DATA SUPPLIED:
• • • •
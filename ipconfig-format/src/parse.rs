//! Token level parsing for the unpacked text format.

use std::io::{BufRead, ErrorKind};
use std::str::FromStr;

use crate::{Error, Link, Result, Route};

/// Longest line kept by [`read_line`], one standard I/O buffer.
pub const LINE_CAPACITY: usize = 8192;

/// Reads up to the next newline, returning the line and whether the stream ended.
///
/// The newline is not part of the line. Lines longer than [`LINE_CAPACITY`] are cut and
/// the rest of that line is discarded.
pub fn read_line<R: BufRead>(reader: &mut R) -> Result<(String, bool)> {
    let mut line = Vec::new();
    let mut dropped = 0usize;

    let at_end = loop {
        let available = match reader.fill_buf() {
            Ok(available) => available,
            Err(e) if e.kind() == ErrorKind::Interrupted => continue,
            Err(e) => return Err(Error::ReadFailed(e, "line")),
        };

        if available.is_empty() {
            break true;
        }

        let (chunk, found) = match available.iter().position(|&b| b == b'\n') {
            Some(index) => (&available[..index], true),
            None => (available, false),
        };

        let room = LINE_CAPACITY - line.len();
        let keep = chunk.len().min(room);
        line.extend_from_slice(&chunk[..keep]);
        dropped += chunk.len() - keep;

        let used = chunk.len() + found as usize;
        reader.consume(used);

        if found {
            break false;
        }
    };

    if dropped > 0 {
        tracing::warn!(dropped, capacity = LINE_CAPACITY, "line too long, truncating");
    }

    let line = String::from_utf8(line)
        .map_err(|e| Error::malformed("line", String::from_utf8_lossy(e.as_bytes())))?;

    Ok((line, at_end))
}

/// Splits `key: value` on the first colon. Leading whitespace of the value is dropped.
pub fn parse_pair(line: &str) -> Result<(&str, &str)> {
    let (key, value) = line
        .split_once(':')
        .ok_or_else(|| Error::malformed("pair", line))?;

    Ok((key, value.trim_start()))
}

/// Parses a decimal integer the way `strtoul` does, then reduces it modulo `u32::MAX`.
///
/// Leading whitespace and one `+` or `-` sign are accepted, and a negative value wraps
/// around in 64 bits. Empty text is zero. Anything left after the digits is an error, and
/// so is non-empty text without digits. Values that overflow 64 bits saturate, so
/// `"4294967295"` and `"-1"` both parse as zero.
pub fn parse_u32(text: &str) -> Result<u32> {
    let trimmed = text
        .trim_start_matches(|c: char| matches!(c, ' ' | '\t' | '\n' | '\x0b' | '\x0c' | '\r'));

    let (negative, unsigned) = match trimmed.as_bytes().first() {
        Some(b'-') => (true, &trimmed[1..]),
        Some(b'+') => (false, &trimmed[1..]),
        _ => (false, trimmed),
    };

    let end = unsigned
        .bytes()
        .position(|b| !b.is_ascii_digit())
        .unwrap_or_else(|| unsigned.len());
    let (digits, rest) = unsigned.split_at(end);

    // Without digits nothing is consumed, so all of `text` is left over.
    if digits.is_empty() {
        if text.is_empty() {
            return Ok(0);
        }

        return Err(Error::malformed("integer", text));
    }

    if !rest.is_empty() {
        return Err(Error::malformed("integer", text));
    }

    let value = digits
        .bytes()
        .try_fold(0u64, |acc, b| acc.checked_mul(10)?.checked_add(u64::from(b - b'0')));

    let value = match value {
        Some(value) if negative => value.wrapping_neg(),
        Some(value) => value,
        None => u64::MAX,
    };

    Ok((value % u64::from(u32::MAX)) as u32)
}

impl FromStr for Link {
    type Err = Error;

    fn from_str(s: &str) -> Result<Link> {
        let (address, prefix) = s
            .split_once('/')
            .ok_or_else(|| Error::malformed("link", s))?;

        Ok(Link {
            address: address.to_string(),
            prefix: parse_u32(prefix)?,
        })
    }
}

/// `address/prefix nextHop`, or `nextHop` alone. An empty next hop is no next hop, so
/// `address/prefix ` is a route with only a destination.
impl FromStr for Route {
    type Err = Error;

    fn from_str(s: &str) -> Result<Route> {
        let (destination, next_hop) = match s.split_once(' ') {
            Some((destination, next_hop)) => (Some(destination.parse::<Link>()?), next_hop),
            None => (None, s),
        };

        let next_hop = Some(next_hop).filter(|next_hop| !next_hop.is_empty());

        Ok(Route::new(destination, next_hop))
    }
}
• • • •
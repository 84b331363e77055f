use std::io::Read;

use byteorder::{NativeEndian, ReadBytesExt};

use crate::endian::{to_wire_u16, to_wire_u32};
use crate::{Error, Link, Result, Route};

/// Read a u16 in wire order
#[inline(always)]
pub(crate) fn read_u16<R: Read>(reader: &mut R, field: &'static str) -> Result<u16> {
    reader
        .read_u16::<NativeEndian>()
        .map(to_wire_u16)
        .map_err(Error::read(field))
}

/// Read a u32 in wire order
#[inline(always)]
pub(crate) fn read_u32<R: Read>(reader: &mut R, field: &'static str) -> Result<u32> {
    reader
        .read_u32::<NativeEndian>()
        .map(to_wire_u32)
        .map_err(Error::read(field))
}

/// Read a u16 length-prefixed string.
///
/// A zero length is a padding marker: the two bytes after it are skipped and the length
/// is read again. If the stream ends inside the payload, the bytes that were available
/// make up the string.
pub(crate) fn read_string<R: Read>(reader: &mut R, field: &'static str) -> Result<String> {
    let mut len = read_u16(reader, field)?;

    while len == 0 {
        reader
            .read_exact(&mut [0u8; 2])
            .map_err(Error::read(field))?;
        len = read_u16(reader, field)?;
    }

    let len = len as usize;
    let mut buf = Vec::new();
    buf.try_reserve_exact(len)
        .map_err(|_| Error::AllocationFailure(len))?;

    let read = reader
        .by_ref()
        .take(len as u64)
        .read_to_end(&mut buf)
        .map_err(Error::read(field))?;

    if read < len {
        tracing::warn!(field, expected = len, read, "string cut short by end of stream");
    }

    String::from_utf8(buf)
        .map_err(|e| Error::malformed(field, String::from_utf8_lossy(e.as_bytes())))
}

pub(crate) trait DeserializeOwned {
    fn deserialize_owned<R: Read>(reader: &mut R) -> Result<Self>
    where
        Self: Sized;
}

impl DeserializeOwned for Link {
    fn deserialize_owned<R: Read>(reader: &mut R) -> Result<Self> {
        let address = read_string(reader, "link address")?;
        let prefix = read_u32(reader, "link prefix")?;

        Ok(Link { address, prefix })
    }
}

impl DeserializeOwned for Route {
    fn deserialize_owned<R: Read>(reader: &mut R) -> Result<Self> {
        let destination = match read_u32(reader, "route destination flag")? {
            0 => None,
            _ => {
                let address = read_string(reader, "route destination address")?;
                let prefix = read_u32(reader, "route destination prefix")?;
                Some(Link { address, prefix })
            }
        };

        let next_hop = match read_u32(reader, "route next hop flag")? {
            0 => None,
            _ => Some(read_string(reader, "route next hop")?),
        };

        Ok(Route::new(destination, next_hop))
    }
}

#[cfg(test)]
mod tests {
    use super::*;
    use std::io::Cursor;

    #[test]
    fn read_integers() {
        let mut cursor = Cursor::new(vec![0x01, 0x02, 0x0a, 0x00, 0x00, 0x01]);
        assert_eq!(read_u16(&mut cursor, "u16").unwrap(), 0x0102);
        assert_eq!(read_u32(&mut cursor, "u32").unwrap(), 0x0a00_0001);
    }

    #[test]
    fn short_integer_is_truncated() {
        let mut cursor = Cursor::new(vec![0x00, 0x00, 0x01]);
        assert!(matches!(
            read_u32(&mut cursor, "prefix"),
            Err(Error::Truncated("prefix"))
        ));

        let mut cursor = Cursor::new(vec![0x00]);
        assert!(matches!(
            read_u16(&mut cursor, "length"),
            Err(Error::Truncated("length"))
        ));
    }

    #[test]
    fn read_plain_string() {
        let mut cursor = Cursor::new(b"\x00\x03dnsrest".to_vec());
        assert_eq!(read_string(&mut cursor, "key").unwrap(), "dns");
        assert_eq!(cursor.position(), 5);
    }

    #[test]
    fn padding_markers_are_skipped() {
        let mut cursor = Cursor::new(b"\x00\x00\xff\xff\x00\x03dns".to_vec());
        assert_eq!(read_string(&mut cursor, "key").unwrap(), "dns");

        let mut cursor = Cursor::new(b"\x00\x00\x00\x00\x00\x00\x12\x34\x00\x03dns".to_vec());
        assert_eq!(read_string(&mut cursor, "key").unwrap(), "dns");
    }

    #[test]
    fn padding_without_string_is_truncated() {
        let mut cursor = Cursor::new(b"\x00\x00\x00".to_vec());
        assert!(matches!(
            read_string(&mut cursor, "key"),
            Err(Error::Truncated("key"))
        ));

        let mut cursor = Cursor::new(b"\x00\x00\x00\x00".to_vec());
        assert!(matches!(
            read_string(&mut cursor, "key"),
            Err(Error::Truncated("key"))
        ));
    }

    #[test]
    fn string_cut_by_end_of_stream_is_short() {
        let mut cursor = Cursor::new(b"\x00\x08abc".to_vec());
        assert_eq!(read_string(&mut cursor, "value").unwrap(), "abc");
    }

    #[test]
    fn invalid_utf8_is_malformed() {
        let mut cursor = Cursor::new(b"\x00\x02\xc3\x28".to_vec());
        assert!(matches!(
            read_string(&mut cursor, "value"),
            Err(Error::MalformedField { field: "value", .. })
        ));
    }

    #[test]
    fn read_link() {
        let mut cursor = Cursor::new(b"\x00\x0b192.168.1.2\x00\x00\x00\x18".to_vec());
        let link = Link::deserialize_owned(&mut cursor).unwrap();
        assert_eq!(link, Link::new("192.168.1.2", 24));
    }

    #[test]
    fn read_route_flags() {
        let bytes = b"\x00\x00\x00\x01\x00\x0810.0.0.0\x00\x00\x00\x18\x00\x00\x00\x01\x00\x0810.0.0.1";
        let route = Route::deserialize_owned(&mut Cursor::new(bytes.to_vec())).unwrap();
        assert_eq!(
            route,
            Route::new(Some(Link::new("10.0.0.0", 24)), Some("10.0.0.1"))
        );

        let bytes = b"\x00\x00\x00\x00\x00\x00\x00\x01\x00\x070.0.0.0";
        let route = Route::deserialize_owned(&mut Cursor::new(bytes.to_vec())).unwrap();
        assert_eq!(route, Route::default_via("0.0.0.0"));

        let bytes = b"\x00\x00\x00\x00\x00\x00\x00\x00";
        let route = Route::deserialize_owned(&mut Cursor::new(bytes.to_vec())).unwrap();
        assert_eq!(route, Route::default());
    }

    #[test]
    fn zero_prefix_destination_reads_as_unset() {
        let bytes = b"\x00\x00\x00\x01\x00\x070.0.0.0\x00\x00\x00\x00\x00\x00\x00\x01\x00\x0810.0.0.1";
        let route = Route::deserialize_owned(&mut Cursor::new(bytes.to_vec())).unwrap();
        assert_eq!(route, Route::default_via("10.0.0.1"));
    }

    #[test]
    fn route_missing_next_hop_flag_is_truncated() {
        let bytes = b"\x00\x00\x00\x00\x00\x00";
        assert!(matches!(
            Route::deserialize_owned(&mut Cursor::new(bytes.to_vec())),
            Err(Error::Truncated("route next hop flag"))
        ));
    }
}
• • • •
REQUIRED ACTION: All that belongs in your answer is the stretch of entries above from the line with "while len == 0" through the line with "let read = reader", printed exactly.

COMPLETED EXERCISE:
    while len == 0 {
        reader
            .read_exact(&mut [0u8; 2])
            .map_err(Error::read(field))?;
        len = read_u16(reader, field)?;
    }

    let len = len as usize;
    let mut buf = Vec::new();
    buf.try_reserve_exact(len)
        .map_err(|_| Error::AllocationFailure(len))?;

    let read = reader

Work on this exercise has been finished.